[Stored items from a collection]
────────────────────────────────────────
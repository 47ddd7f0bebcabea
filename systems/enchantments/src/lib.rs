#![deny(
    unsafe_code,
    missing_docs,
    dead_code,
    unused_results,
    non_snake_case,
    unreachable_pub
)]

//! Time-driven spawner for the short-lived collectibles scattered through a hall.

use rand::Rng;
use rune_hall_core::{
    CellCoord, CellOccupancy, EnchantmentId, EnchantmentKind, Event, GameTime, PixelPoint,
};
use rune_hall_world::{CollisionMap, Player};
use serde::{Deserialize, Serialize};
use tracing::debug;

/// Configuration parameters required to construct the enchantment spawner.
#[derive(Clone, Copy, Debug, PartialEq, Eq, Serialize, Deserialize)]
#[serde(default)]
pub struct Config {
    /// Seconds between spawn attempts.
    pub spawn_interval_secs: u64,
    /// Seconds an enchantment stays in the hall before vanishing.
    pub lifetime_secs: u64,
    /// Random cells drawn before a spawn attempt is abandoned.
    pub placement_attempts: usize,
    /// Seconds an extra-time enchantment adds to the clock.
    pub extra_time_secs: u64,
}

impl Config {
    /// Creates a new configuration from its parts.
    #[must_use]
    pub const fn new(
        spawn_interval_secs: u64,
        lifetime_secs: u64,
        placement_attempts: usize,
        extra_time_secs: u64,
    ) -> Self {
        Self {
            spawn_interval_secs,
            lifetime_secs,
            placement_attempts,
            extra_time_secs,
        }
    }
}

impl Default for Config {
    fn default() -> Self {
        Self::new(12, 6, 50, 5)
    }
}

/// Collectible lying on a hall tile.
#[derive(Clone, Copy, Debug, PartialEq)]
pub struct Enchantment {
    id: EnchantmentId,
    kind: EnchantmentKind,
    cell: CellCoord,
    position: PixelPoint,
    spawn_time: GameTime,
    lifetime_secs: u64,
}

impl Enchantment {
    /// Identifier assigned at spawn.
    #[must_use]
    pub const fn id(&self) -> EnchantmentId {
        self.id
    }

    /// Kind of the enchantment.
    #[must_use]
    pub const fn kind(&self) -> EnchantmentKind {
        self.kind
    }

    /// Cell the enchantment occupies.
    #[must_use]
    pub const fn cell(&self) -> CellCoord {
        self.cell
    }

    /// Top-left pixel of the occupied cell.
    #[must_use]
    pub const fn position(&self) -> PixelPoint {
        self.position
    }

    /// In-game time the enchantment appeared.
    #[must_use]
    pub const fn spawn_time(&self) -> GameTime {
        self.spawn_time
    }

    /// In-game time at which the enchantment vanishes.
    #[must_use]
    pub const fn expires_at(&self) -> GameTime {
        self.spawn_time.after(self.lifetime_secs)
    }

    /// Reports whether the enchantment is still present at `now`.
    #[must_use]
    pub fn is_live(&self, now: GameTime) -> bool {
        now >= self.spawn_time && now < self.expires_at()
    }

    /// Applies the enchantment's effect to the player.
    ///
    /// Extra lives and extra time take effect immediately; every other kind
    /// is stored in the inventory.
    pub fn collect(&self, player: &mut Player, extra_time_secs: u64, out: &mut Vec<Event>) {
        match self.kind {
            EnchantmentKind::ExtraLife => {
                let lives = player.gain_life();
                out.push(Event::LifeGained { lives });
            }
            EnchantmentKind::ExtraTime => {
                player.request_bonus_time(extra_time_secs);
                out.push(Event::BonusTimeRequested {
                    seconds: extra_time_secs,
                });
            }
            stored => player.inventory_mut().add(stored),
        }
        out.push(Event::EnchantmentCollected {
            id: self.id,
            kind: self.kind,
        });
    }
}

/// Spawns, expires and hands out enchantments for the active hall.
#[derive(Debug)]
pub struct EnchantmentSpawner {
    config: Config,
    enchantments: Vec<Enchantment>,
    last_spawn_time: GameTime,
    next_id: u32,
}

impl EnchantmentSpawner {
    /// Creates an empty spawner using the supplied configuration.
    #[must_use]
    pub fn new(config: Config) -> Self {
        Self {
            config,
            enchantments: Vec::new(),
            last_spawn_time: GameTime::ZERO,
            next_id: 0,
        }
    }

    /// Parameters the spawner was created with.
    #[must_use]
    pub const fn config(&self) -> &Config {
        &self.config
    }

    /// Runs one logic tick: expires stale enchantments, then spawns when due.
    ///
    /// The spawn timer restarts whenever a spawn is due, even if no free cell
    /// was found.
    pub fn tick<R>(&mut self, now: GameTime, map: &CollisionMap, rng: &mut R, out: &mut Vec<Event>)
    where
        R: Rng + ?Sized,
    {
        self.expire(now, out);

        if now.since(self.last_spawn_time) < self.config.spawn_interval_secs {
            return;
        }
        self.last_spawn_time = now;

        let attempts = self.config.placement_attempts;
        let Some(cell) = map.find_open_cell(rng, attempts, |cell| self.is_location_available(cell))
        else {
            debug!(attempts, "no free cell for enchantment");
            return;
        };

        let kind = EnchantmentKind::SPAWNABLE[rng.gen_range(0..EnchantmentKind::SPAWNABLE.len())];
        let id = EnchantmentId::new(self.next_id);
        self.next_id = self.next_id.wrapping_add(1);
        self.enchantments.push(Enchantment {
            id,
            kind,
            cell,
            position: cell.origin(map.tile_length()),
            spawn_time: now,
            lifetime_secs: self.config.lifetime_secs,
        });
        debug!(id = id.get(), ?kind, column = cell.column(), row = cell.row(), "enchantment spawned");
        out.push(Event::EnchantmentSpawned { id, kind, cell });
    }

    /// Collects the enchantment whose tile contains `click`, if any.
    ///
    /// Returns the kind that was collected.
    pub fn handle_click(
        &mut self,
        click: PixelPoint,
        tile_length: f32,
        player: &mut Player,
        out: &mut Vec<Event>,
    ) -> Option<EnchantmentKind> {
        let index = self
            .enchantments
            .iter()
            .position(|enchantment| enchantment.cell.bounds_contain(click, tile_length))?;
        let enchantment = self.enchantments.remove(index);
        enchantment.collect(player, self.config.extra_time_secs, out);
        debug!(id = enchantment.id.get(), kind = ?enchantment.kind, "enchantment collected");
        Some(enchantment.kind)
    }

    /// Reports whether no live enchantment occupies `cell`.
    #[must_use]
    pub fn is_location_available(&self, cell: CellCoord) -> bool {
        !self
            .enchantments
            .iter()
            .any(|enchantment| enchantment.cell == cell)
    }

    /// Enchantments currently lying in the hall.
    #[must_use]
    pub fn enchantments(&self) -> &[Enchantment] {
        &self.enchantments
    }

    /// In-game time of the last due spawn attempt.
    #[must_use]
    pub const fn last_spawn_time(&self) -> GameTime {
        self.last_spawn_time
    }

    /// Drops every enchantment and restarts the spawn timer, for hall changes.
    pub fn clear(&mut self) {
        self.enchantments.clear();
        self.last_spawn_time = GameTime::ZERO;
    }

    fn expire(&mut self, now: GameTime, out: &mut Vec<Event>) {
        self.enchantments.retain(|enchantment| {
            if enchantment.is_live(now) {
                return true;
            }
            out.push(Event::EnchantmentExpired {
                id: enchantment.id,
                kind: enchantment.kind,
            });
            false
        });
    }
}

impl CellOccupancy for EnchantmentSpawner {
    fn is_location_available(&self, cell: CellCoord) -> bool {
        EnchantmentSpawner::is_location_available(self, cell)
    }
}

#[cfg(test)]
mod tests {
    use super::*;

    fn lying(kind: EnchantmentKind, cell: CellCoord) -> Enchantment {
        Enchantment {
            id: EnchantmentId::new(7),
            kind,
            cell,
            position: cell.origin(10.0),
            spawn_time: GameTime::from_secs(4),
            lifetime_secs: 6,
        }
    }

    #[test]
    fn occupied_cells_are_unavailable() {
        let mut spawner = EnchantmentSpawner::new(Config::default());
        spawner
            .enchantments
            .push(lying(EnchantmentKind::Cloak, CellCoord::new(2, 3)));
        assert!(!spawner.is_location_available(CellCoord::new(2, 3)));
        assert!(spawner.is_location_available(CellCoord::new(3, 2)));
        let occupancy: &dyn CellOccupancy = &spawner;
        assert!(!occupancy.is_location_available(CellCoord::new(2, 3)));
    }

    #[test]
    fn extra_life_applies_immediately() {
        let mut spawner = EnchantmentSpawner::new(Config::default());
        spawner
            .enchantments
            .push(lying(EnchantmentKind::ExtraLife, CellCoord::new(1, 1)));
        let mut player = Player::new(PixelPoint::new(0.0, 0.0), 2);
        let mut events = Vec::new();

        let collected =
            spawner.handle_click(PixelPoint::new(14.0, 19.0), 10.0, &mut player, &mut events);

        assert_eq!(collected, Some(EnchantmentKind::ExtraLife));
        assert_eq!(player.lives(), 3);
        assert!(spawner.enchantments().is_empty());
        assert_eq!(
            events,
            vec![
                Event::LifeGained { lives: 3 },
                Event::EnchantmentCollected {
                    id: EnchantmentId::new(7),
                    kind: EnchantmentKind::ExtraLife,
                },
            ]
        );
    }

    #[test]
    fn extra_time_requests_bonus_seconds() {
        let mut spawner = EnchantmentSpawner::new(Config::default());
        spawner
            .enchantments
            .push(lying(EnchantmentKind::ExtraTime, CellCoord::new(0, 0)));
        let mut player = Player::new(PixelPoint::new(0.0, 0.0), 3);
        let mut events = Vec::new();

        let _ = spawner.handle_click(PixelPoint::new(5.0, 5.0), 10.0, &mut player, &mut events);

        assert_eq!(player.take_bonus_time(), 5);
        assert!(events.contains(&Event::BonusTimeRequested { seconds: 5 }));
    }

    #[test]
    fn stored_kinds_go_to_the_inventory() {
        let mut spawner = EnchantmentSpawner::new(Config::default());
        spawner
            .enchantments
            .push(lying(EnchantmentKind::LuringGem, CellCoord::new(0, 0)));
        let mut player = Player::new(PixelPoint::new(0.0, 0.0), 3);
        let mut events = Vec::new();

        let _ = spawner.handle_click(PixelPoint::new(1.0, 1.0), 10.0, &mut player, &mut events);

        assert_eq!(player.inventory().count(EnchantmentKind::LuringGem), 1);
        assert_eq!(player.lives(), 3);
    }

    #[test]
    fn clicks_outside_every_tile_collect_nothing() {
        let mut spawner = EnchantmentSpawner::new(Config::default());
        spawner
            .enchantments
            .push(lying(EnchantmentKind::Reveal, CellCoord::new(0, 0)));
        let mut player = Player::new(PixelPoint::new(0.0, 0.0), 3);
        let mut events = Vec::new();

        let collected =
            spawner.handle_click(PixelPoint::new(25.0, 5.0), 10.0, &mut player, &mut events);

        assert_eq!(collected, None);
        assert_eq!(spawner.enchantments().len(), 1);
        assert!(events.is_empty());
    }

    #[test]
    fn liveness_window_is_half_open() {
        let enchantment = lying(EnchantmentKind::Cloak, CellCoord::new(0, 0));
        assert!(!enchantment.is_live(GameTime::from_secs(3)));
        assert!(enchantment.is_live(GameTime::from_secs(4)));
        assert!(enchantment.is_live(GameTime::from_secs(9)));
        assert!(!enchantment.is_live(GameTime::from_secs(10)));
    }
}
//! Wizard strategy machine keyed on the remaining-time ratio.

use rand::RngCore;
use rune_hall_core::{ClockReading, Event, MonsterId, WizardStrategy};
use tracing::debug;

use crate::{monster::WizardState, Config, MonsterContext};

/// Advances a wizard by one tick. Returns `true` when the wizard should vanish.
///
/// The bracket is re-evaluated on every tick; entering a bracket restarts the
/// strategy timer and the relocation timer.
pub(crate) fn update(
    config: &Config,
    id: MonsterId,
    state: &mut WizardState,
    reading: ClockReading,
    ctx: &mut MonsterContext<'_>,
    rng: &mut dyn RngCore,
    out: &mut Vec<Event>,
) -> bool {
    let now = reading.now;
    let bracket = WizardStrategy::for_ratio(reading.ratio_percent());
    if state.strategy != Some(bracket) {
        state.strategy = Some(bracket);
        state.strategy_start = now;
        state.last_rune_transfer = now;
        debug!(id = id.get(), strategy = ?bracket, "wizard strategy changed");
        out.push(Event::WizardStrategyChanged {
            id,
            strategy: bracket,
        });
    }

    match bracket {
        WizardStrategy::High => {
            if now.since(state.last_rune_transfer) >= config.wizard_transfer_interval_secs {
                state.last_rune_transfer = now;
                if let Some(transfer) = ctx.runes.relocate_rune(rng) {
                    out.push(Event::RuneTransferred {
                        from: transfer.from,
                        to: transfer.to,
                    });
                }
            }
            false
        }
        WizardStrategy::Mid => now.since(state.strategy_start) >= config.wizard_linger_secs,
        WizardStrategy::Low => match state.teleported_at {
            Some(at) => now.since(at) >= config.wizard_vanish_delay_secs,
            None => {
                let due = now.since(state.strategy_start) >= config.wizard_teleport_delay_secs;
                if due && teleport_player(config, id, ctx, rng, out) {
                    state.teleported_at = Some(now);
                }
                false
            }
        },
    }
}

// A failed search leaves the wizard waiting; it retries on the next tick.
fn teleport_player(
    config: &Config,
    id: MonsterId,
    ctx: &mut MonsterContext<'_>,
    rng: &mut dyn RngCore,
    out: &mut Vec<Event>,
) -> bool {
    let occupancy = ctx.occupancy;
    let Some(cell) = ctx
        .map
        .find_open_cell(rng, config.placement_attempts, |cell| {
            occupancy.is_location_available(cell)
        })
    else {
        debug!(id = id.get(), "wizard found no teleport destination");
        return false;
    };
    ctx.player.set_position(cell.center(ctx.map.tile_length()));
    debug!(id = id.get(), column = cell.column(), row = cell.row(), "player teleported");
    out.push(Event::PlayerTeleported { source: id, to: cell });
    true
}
────────────────────────────────────────
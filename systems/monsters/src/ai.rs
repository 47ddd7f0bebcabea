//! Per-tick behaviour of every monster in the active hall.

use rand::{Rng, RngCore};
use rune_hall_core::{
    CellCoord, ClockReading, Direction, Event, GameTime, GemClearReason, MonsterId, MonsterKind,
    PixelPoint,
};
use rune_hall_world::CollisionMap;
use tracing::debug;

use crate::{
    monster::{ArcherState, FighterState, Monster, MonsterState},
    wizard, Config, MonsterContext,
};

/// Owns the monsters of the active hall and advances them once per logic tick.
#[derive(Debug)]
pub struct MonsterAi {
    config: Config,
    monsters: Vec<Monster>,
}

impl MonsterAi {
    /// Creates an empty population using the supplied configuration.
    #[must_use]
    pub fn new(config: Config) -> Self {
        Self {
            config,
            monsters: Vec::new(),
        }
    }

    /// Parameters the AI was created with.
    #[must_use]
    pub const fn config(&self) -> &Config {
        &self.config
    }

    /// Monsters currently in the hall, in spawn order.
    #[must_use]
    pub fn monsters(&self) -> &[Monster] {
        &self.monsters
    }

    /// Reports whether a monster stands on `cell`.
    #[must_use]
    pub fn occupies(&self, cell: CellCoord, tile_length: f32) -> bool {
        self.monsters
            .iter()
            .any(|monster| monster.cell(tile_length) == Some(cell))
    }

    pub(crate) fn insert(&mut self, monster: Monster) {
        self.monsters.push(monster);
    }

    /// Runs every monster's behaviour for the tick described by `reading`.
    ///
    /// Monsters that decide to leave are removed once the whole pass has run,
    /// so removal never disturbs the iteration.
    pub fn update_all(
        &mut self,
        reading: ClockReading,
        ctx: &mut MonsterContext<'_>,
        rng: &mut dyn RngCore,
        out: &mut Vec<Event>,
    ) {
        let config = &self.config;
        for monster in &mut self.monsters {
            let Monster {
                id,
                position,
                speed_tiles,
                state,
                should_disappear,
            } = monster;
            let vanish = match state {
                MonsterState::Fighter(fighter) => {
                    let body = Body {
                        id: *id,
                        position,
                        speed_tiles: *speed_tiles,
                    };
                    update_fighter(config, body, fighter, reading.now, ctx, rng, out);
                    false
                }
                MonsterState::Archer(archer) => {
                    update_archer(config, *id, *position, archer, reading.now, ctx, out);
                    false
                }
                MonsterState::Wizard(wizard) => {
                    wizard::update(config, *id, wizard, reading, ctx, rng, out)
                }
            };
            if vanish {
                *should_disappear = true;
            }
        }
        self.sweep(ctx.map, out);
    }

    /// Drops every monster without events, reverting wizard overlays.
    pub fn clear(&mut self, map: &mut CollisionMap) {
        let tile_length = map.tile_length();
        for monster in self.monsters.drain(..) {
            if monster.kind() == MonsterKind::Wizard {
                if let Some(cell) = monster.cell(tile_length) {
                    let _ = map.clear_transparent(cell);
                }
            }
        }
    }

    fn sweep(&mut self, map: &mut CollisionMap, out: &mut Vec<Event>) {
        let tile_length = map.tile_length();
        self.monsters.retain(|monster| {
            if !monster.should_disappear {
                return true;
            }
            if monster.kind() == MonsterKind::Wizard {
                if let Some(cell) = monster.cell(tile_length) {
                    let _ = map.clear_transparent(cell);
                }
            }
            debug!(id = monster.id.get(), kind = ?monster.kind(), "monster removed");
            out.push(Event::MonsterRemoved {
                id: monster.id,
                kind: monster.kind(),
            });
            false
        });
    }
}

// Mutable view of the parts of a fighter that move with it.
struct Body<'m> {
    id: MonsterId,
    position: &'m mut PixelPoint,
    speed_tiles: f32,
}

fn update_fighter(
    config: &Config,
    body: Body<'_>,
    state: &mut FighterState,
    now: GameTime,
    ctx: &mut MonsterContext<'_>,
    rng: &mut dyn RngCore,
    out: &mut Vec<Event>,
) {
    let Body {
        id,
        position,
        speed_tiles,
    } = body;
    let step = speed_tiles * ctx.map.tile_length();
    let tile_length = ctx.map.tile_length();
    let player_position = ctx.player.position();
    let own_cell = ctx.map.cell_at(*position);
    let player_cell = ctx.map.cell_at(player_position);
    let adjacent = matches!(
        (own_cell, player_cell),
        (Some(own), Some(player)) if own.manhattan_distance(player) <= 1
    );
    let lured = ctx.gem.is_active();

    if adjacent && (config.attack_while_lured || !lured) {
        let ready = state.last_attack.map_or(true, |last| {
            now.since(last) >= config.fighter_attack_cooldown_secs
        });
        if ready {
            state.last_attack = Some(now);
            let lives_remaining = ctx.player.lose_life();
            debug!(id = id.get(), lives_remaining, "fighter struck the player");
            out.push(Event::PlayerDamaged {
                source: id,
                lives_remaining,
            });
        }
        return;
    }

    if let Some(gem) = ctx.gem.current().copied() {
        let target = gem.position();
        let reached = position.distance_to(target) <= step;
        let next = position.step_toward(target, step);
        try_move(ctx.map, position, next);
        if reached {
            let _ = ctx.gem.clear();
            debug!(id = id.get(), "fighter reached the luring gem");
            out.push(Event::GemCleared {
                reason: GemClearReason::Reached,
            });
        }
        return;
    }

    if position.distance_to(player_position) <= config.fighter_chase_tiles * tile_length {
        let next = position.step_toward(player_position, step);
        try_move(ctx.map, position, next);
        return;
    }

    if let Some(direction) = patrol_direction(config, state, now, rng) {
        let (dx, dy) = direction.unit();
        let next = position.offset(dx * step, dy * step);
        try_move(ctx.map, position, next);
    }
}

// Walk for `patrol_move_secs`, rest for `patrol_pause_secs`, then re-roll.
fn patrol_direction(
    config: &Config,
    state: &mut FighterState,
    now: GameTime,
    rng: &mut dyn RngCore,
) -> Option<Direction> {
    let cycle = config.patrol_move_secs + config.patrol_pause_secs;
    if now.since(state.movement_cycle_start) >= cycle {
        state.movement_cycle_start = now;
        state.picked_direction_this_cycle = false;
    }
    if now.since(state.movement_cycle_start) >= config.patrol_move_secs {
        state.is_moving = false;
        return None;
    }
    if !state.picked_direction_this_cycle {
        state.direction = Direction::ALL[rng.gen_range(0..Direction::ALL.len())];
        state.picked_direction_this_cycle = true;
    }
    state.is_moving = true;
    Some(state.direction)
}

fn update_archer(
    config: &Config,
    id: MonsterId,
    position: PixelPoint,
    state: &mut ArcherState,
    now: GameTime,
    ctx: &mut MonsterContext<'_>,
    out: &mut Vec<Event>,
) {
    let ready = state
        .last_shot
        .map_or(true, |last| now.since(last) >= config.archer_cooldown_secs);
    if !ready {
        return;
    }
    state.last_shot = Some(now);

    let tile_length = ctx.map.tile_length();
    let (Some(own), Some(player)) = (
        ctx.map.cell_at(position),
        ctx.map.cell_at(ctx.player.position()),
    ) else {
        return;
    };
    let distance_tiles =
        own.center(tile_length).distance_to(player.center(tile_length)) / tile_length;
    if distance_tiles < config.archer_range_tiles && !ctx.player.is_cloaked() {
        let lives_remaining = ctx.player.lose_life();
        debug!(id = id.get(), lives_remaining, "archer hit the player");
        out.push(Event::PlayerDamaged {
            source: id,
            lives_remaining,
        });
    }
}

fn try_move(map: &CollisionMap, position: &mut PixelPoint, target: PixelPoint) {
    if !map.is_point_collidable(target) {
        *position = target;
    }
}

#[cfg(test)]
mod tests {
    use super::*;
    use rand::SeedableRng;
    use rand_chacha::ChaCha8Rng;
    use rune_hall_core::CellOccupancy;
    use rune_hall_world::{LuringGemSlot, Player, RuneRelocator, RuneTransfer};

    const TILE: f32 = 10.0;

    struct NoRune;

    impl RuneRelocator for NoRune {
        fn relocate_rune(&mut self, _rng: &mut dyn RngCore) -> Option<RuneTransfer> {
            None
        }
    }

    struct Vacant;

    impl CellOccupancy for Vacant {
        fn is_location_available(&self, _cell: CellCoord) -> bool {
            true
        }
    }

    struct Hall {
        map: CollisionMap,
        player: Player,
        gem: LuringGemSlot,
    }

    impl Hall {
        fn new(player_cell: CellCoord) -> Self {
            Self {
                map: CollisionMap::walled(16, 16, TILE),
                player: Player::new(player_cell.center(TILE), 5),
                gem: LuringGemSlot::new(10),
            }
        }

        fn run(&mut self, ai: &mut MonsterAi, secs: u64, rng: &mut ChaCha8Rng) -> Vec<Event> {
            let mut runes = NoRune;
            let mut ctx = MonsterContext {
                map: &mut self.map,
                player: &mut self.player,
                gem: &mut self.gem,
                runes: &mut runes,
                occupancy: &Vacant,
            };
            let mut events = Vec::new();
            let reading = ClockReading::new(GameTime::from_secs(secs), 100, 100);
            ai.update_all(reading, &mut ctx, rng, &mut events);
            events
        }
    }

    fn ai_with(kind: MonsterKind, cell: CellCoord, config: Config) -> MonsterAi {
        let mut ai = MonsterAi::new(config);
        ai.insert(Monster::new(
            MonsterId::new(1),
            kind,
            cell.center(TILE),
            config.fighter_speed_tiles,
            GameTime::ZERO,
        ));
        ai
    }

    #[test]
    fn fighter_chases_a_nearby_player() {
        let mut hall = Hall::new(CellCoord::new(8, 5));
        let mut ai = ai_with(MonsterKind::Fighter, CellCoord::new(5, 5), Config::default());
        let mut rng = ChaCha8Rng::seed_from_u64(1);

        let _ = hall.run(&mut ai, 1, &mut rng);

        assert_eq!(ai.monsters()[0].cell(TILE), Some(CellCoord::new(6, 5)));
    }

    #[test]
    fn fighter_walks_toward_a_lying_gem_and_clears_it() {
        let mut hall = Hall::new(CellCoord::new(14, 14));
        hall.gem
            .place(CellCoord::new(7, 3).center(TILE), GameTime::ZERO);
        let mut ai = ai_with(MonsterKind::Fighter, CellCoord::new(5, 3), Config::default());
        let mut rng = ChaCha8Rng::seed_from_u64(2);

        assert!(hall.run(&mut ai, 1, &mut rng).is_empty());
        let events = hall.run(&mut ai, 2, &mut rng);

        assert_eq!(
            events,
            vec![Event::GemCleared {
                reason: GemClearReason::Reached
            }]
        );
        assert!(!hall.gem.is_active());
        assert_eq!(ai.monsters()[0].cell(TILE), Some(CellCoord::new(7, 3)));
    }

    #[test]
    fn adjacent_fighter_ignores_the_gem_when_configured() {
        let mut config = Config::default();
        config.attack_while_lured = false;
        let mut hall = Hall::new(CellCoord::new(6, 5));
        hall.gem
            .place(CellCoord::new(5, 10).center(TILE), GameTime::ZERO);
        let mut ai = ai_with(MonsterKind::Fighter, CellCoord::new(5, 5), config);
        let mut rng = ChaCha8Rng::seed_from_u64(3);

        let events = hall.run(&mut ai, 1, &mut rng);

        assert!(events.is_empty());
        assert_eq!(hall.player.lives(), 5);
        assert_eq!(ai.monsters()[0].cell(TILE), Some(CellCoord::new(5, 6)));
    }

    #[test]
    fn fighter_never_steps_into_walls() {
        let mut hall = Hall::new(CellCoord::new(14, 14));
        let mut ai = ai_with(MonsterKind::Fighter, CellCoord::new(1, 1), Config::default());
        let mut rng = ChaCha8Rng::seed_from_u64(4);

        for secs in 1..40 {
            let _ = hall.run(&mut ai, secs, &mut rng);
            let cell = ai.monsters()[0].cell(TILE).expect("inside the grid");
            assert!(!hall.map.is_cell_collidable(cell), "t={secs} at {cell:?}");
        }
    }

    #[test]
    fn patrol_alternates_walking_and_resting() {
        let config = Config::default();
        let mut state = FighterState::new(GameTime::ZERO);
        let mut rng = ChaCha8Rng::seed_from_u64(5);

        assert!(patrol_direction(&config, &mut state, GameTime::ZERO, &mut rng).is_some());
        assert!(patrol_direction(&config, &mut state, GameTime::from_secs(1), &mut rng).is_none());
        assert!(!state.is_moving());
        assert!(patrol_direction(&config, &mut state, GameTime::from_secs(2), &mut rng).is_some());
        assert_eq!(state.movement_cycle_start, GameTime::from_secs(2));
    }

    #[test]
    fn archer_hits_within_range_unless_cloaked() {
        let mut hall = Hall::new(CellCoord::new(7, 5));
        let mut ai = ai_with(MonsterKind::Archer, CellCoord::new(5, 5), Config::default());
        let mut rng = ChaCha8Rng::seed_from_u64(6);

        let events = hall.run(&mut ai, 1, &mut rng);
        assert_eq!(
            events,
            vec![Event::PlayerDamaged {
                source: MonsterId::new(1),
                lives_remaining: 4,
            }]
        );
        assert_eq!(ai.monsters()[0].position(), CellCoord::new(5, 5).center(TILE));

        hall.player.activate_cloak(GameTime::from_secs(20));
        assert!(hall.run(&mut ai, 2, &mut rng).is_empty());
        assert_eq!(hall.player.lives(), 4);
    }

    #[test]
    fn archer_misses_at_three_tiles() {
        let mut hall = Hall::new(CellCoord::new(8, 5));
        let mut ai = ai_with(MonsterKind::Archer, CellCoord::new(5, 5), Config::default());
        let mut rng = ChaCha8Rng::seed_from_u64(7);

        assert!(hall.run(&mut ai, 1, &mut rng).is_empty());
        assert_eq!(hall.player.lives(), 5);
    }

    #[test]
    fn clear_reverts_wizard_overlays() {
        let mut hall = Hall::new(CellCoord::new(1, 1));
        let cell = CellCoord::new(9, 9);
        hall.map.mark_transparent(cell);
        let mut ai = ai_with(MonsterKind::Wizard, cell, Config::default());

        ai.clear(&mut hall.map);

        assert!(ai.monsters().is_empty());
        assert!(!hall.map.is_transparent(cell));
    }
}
────────────────────────────────────────
## THE TASK
The string "Copy" may appear on lines of the data above; give the number of those lines and nothing more.

## SOLUTION FOR THIS EXERCISE
2